Frank L. Karbe – Executive Vice President and Chief Financial Officer
Joshua E. Schimmer – Lazard Capital Markets LLC
Exelixis, Inc. (EXEL) Lazard Capital Markets 9th Annual Healthcare Conference Call November 14, 2012 10:00 AM ET
Joshua E. Schimmer – Lazard Capital Markets LLC
All right, I think we’re going to get started. I'm Josh Schimmer from Lazard Capital Markets Biotech team. Pleasure to introduce our next company Exelixis, a leader in the oncology drug development space, to present on behalf of Exelixis is not Charles Butler, as it says on the slide. We have the pleasure of having Frank Karbe, who is the Chief Financial Officer of the company.
Frank L. Karbe
Thanks, Josh for the introduction. It’s a pleasure to be here this morning. Before we get started quick look at our disclaimer. To the extent that I will be making forward-looking statements, keep in mind that these are subject to various risks and uncertainties and for a full discussion of those, I refer you to our quarterly SEC filings.
So, let me begin with a brief overview of where we stand in Exelixis today. So I think many of you know, internally, we are exclusively focused on the development of Cabozantinib, Cabo for short is a small molecule dual inhibitor of MET and VEGFR. The first pivotal study, the EXAM study has readout successfully a few months ago and was the basis for our first NDA submission, which is currently under review and for which we are nearing the PDUFA date of November 29. So it's just a couple of weeks away.
We are obviously very focused at the moment and have been for quite a few months on the cabo MTC NDA review as well as the preparations for potential commercial launch. But I will be silent on both of these topics today, I hope you understand that. We do not want to preempt the review process or get ahead of ourselves and talk about commercial activities before we know whether or not we are approved.
Think what is important to realize though is that the EXAM study, the first pivotal study for cabo in MTC is really just the tip of a fairly large pyramid, which constitutes a broad development program for cabozantinib with many trials across all different stages of clinical development and which hold the promise for cabo to grow into one of the leading oncology franchises.
Also important I think is the fact that Exelixis wholly-owns cabozantinib. And that I think put us in a little bit of a unique position because it’s atypical, I think, for a biotech company to get to this stage and still have 100% of the rights to its main assets.
Also important I think is the fact that beyond what we’re doing internally with cabo, we have a fairly broad pipeline of partnered assets in which we have retained significant economics and that pipeline is a result of many years of active PDA discussions and a lot of deal making. And many of these compounds are now advancing in the hands of capable partners at no cost to Exelixis.
And the first one of those, I am happy to report, has just initiated a pivotal study that's our compound XL518 now know as GDC-0973, it’s in a collaboration with Roche Genentech and I will talk a little bit – more about this here in a few moments, but this was quite significant in our mind because Exelixis now has two compounds in pivotal studies, one we own outright, the other one we have retained a significant economic stake in the form of a profit share in the U.S. and royalties in the Exelixis territories.
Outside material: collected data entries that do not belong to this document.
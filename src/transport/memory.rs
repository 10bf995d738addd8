//! In-memory transport
//!
//! A fake remote store for tests. Copies read the real local source tree but
//! land in a map keyed by remote path. Every call is recorded, and copy, list
//! and delete can each be told to fail.

use std::collections::{BTreeMap, BTreeSet, HashMap, VecDeque};
use std::fs;
use std::path::{Path, PathBuf};
use std::sync::{Mutex, MutexGuard};

use walkdir::WalkDir;

use super::{CopyOptions, CopyStats, Transport};
use crate::cancel::CancellationToken;
use crate::error::TransportError;
use crate::snapshot::RemotePath;

/// One recorded call against a `MemoryTransport`
#[derive(Debug, Clone, PartialEq, Eq)]
pub enum TransportCall {
    Copy { source: PathBuf, dest: String },
    List { dir: String },
    Delete { path: String },
}

#[derive(Debug, Default)]
struct State {
    files: BTreeMap<String, Vec<u8>>,
    dirs: BTreeSet<String>,
    calls: Vec<TransportCall>,
    transferred: Vec<String>,
    copy_failures: VecDeque<TransportError>,
    list_failure: Option<TransportError>,
    delete_failures: HashMap<String, TransportError>,
}

/// Transport that keeps everything in memory
#[derive(Debug, Default)]
pub struct MemoryTransport {
    state: Mutex<State>,
}

impl MemoryTransport {
    /// Create an empty store
    pub fn new() -> Self {
        Self::default()
    }

    /// Create a store that already holds the given directories under `root`
    pub fn with_entries(root: &RemotePath, names: &[&str]) -> Self {
        let transport = Self::new();
        for name in names {
            transport.add_dir(&root.join(name));
        }
        transport
    }

    fn state(&self) -> MutexGuard<'_, State> {
        self.state.lock().unwrap_or_else(|e| e.into_inner())
    }

    /// Create an (empty) directory on the store
    pub fn add_dir(&self, path: &RemotePath) {
        self.state().dirs.insert(path.to_string());
    }

    /// Make the next copy fail with `error`
    ///
    /// Queued failures are consumed one per copy, in order.
    pub fn fail_next_copy(&self, error: TransportError) {
        self.state().copy_failures.push_back(error);
    }

    /// Make every list fail with `error`
    pub fn fail_list(&self, error: TransportError) {
        self.state().list_failure = Some(error);
    }

    /// Make deleting `path` fail with `error`
    pub fn fail_delete(&self, path: &RemotePath, error: TransportError) {
        self.state().delete_failures.insert(path.to_string(), error);
    }

    /// Every call made so far, in order
    pub fn calls(&self) -> Vec<TransportCall> {
        self.state().calls.clone()
    }

    /// Paths passed to `delete`, in order
    pub fn delete_calls(&self) -> Vec<String> {
        self.state()
            .calls
            .iter()
            .filter_map(|call| match call {
                TransportCall::Delete { path } => Some(path.clone()),
                _ => None,
            })
            .collect()
    }

    /// Number of `copy` calls made so far
    pub fn copy_count(&self) -> usize {
        self.state()
            .calls
            .iter()
            .filter(|call| matches!(call, TransportCall::Copy { .. }))
            .count()
    }

    /// Remote file paths actually written by copies, in order
    pub fn transferred_files(&self) -> Vec<String> {
        self.state().transferred.clone()
    }

    /// Names directly under `dir`, sorted, without recording a call
    pub fn entries(&self, dir: &RemotePath) -> Vec<String> {
        children(&self.state(), &dir.to_string()).into_iter().collect()
    }

    /// Contents of a stored file
    pub fn file(&self, path: &RemotePath) -> Option<Vec<u8>> {
        self.state().files.get(&path.to_string()).cloned()
    }
}

/// Immediate children of `dir` among stored files and directories
fn children(state: &State, dir: &str) -> BTreeSet<String> {
    let prefix = format!("{}/", dir.trim_end_matches('/'));

    state
        .files
        .keys()
        .chain(state.dirs.iter())
        .filter_map(|key| key.strip_prefix(&prefix))
        .filter_map(|rest| rest.split('/').next())
        .filter(|name| !name.is_empty())
        .map(str::to_string)
        .collect()
}

fn is_under(key: &str, path: &str) -> bool {
    key == path
        || key
            .strip_prefix(path)
            .is_some_and(|rest| rest.starts_with('/'))
}

impl Transport for MemoryTransport {
    fn copy(
        &self,
        source: &Path,
        dest: &RemotePath,
        opts: &CopyOptions,
        cancel: &CancellationToken,
    ) -> Result<Option<CopyStats>, TransportError> {
        let mut state = self.state();
        state.calls.push(TransportCall::Copy {
            source: source.to_path_buf(),
            dest: dest.to_string(),
        });

        if let Some(error) = state.copy_failures.pop_front() {
            return Err(error);
        }
        cancel.check()?;

        if !source.is_dir() {
            return Err(TransportError::NotFound(format!(
                "source directory {}",
                source.display()
            )));
        }

        let dest = dest.to_string();
        state.dirs.insert(dest.clone());
        let mut stats = CopyStats::default();

        for entry in WalkDir::new(source).follow_links(opts.follow_links).min_depth(1) {
            let entry = entry.map_err(|e| TransportError::Unknown(e.to_string()))?;
            let relative = entry
                .path()
                .strip_prefix(source)
                .map_err(|e| TransportError::Unknown(e.to_string()))?
                .components()
                .map(|c| c.as_os_str().to_string_lossy().into_owned())
                .collect::<Vec<_>>()
                .join("/");
            let key = format!("{}/{}", dest, relative);

            if entry.file_type().is_dir() {
                if opts.preserve_empty_dirs {
                    state.dirs.insert(key);
                }
            } else if entry.file_type().is_file() {
                let contents = fs::read(entry.path())?;
                if state.files.get(&key) == Some(&contents) {
                    stats.files_skipped += 1;
                } else {
                    stats.files_transferred += 1;
                    stats.bytes_transferred += contents.len() as u64;
                    state.transferred.push(key.clone());
                    state.files.insert(key, contents);
                }
            }
        }

        Ok(Some(stats))
    }

    fn list(
        &self,
        dir: &RemotePath,
        cancel: &CancellationToken,
    ) -> Result<Vec<String>, TransportError> {
        let mut state = self.state();
        let dir = dir.to_string();
        state.calls.push(TransportCall::List { dir: dir.clone() });
        cancel.check()?;

        if let Some(error) = &state.list_failure {
            return Err(error.clone());
        }

        let names = children(&state, &dir);
        if names.is_empty() && !state.dirs.contains(&dir) {
            return Err(TransportError::NotFound(dir));
        }

        // Newest first, so callers can't get away with trusting listing order
        Ok(names.into_iter().rev().collect())
    }

    fn delete(&self, path: &RemotePath, cancel: &CancellationToken) -> Result<(), TransportError> {
        let mut state = self.state();
        let path = path.to_string();
        state.calls.push(TransportCall::Delete { path: path.clone() });
        cancel.check()?;

        if let Some(error) = state.delete_failures.get(&path) {
            return Err(error.clone());
        }

        let before = state.files.len() + state.dirs.len();
        state.files.retain(|key, _| !is_under(key, &path));
        state.dirs.retain(|key| !is_under(key, &path));

        if state.files.len() + state.dirs.len() == before {
            return Err(TransportError::NotFound(path));
        }

        Ok(())
    }

    fn name(&self) -> &'static str {
        "memory"
    }
}
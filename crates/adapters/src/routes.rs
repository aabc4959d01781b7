//! Catalog and health routes.

use std::sync::Arc;

use axum::{
    extract::{Query, State},
    http::StatusCode,
    response::IntoResponse,
    routing::get,
    Json, Router,
};
use classwork_catalog::{Book, CatalogSet, Music};
use serde::Serialize;

/// Path of the health check, spelled as existing clients expect it
pub const HEALTH_PATH: &str = "/Heathly";

/// Health check response
#[derive(Debug, Serialize)]
pub struct HealthResponse {
    pub message: &'static str,
}

/// Raw query pairs.
///
/// Decoding is lossy and never rejects, so odd query strings cannot turn
/// into an error status.
type QueryPairs = Vec<(String, String)>;

/// Create the catalog routes, to be nested under the API version prefix
pub fn catalog_routes(catalogs: Arc<CatalogSet>) -> Router {
    Router::new()
        .route("/book", get(list_books))
        .route("/music", get(list_music))
        .with_state(catalogs)
}

/// Health check route
pub fn health_routes() -> Router {
    Router::new().route(HEALTH_PATH, get(health_handler))
}

async fn health_handler() -> impl IntoResponse {
    (StatusCode::OK, Json(HealthResponse { message: "Healthy" }))
}

async fn list_books(
    State(catalogs): State<Arc<CatalogSet>>,
    Query(params): Query<QueryPairs>,
) -> impl IntoResponse {
    let books: Vec<Book> = catalogs
        .books
        .query(id_param(&params))
        .into_iter()
        .cloned()
        .collect();

    (StatusCode::OK, Json(books))
}

async fn list_music(
    State(catalogs): State<Arc<CatalogSet>>,
    Query(params): Query<QueryPairs>,
) -> impl IntoResponse {
    let musics: Vec<Music> = catalogs
        .musics
        .query(id_param(&params))
        .into_iter()
        .cloned()
        .collect();

    (StatusCode::OK, Json(musics))
}

/// First `id` value in the query, if any
fn id_param(params: &[(String, String)]) -> Option<&str> {
    params
        .iter()
        .find(|(key, _)| key == "id")
        .map(|(_, value)| value.as_str())
}

#[cfg(test)]
mod tests {
    use super::*;

    fn pairs(raw: &[(&str, &str)]) -> QueryPairs {
        raw.iter()
            .map(|(k, v)| (k.to_string(), v.to_string()))
            .collect()
    }

    #[test]
    fn test_id_param() {
        assert_eq!(id_param(&pairs(&[])), None);
        assert_eq!(id_param(&pairs(&[("name", "x")])), None);
        assert_eq!(id_param(&pairs(&[("x", "1"), ("id", "02"), ("id", "03")])), Some("02"));
        assert_eq!(id_param(&pairs(&[("ID", "03")])), None);
    }

    #[test]
    fn test_health_response_serialization() {
        let json = serde_json::to_string(&HealthResponse { message: "Healthy" }).unwrap();
        assert_eq!(json, r#"{"message":"Healthy"}"#);
    }
}
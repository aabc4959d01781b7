//! Serve command implementation
//!
//! This module implements the `classwork serve` command, which builds the
//! catalogs once and serves them over HTTP until Ctrl+C or SIGTERM.

use std::path::PathBuf;
use std::sync::Arc;

use anyhow::{Context, Result};
use classwork_adapters::{HttpServer, ServerConfig};
use classwork_catalog::CatalogSet;
use tokio::signal;
use tracing::{error, info};

/// Arguments for the serve command
pub struct ServeArgs {
    /// Host to bind
    pub host: String,
    /// Port to listen on
    pub port: u16,
    /// Optional JSON seed file replacing the built-in catalogs
    pub seed: Option<PathBuf>,
}

/// Execute the serve command
pub async fn execute_serve_command(args: ServeArgs) -> Result<()> {
    let catalogs = load_catalogs(args.seed.as_ref())?;
    info!(
        books = catalogs.books.len(),
        musics = catalogs.musics.len(),
        "Catalogs ready"
    );

    let config = ServerConfig {
        host: args.host,
        port: args.port,
    };

    HttpServer::new(config, Arc::new(catalogs))
        .run(wait_for_shutdown())
        .await
}

/// Built-in catalogs, or the contents of `seed` when given
pub fn load_catalogs(seed: Option<&PathBuf>) -> Result<CatalogSet> {
    match seed {
        Some(path) => CatalogSet::load(path)
            .with_context(|| format!("Failed to load catalog seed file: {}", path.display())),
        None => Ok(CatalogSet::seeded()),
    }
}

/// Wait for shutdown signal (Ctrl+C or SIGTERM)
async fn wait_for_shutdown() {
    let ctrl_c = async {
        if let Err(e) = signal::ctrl_c().await {
            error!("Failed to install Ctrl+C handler: {}", e);
            std::future::pending::<()>().await;
        }
    };

    #[cfg(unix)]
    let terminate = async {
        match signal::unix::signal(signal::unix::SignalKind::terminate()) {
            Ok(mut stream) => {
                stream.recv().await;
            }
            Err(e) => {
                error!("Failed to install SIGTERM handler: {}", e);
                std::future::pending::<()>().await;
            }
        }
    };

    #[cfg(not(unix))]
    let terminate = std::future::pending::<()>();

    tokio::select! {
        _ = ctrl_c => {},
        _ = terminate => {},
    }

    info!("Shutdown signal received");
}
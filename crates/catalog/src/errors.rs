//! Catalog errors module

use std::path::PathBuf;

use thiserror::Error;

/// Catalog loading errors
#[derive(Error, Debug)]
pub enum CatalogError {
    #[error("Failed to read seed file {path}: {source}")]
    IoError {
        path: PathBuf,
        source: std::io::Error,
    },

    #[error("Serialization error: {source}")]
    SerializationError { source: serde_json::Error },
}

impl From<serde_json::Error> for CatalogError {
    fn from(err: serde_json::Error) -> Self {
        CatalogError::SerializationError { source: err }
    }
}
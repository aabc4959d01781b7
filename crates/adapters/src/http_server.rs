//! HTTP server for the catalog API.
//!
//! Combines the health route and the versioned catalog routes into one axum
//! router and serves it until a shutdown future resolves.

use std::future::Future;
use std::sync::Arc;

use anyhow::{Context, Result};
use axum::Router;
use classwork_catalog::{CatalogSet, API_VERSION};
use tokio::net::TcpListener;
use tower_http::trace::TraceLayer;
use tracing::info;

use crate::routes::{catalog_routes, health_routes, HEALTH_PATH};

/// Default listen port
pub const DEFAULT_PORT: u16 = 8080;

/// Configuration for the HTTP server.
#[derive(Debug, Clone)]
pub struct ServerConfig {
    /// Host or IP address to bind
    pub host: String,
    /// Port to listen on
    pub port: u16,
}

impl Default for ServerConfig {
    fn default() -> Self {
        Self {
            host: "0.0.0.0".to_string(),
            port: DEFAULT_PORT,
        }
    }
}

impl ServerConfig {
    /// `host:port` form of the listen address
    pub fn socket_addr(&self) -> String {
        format!("{}:{}", self.host, self.port)
    }
}

/// Catalog API server
pub struct HttpServer {
    config: ServerConfig,
    router: Router,
}

impl HttpServer {
    /// Creates a new [`HttpServer`] serving the given catalogs.
    pub fn new(config: ServerConfig, catalogs: Arc<CatalogSet>) -> Self {
        let router = Self::build_router(catalogs);
        Self { config, router }
    }

    fn build_router(catalogs: Arc<CatalogSet>) -> Router {
        Router::new()
            .merge(health_routes())
            .nest(&format!("/api/{}", API_VERSION), catalog_routes(catalogs))
            .layer(TraceLayer::new_for_http())
    }

    /// Access the configuration associated with this server.
    pub fn config(&self) -> &ServerConfig {
        &self.config
    }

    /// Get the router (for testing)
    pub fn router(self) -> Router {
        self.router
    }

    /// Bind and serve until `shutdown` resolves, then drain open connections.
    pub async fn run<F>(self, shutdown: F) -> Result<()>
    where
        F: Future<Output = ()> + Send + 'static,
    {
        let addr = self.config.socket_addr();
        let listener = TcpListener::bind((self.config.host.as_str(), self.config.port))
            .await
            .with_context(|| format!("Failed to bind {}", addr))?;

        let local_addr = listener.local_addr().context("Failed to read listen address")?;
        info!("Catalog API listening on http://{}", local_addr);
        info!("Health check: http://{}{}", local_addr, HEALTH_PATH);

        axum::serve(listener, self.router)
            .with_graceful_shutdown(shutdown)
            .await
            .context("HTTP server error")?;

        info!("Catalog API stopped");
        Ok(())
    }
}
Beyond this one compound, we have five additional compounds that are in multitude of Phase II studies. I will give you brief overview of those later in my presentation as well.
And lastly, and also I think very important, Exelixis is in a strong financial position. We ended the third quarter with about $675 million in cash and that gives us the financial strength to really aggressively pursue all of the studies that we currently have ongoing and most importantly of course our various pivotal studies for Cabo.
I will keep priorities, I think quite straight-forward and logic, number one of course to successfully complete the NDA process for medullary thyroid cancer, equally important and a high focus for the entire company is to complete the enrollment in the COMET trials for metastatic castration-resistant prostate cancer that’s COMET-1 and COMET-2.
We are also very keen on advancing our various trials that are happening under our CTEP and IST programs. And then we are looking carefully into initiating additional pivotal trials outside of prostate cancer, and I will talk about what our plans are here in a moment as well.
Now the MET and VEGF pathways are implicated in a broad number of tumor indications. In fact we’ve seen activity with cabo in 12 different tumor indications to-date and that of course extents beyond just niche indications like MTC and include some of the major indication such as breast melanoma, non-small cell lung, RCC, HCC or prostate.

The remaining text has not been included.